-- Activity --
Every line below that carries the word "core" needs to be copied.

BEGIN Dataset records

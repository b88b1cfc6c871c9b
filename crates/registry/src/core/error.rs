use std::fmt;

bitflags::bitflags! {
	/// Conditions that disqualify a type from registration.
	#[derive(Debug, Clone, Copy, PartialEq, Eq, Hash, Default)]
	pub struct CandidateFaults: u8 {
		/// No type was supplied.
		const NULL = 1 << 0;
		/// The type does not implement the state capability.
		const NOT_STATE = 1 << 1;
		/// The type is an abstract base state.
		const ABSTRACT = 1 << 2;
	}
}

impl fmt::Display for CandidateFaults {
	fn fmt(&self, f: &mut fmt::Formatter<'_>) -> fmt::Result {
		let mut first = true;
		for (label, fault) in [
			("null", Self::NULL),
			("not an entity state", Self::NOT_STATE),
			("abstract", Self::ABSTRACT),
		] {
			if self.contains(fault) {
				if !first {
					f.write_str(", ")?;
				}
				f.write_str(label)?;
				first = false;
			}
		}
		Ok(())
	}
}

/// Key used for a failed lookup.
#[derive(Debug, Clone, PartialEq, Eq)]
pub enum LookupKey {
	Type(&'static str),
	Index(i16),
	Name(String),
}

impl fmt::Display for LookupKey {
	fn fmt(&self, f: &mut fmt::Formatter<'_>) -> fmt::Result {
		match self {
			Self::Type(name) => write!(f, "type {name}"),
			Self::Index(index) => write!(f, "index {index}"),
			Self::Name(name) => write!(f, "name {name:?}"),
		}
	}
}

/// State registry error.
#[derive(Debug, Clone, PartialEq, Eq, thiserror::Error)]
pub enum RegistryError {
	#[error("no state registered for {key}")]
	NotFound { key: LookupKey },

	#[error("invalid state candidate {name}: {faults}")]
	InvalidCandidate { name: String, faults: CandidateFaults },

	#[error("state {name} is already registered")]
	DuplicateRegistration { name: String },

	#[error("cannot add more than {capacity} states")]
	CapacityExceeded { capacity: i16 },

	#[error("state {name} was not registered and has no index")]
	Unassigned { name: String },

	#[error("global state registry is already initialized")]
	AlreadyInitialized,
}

END Dataset records
BEGIN Dataset records

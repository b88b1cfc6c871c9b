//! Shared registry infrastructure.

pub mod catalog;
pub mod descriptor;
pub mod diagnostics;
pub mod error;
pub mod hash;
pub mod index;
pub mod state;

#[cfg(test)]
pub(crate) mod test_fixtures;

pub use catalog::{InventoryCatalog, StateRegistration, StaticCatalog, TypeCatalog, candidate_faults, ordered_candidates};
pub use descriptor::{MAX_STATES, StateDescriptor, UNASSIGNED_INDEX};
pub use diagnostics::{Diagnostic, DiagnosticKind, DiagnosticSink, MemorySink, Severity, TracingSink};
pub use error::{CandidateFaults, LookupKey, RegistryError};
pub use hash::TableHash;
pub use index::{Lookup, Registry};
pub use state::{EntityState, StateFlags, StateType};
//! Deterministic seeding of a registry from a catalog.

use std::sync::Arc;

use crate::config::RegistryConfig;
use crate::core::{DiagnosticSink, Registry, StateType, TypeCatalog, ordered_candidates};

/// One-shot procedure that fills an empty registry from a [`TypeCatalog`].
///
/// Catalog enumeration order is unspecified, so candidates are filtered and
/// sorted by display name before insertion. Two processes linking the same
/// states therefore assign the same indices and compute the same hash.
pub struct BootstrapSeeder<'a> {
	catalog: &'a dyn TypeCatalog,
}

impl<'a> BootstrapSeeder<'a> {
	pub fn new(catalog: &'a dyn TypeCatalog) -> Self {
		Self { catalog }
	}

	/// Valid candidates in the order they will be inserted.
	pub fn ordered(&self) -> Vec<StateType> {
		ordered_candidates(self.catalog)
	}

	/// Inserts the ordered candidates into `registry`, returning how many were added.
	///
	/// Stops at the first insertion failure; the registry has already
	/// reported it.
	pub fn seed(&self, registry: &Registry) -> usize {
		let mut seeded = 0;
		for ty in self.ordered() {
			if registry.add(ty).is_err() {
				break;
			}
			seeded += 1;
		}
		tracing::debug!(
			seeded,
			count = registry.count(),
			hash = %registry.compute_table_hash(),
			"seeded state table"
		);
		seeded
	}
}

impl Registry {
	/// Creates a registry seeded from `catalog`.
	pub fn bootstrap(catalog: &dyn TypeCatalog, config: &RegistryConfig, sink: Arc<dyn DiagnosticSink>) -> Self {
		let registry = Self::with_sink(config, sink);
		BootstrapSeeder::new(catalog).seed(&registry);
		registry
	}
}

END Dataset records

-- Output --
filename crates/registry/src/core/error.rs
use crate::core::{DiagnosticSink, Registry, StateType, TypeCatalog, ordered_candidates};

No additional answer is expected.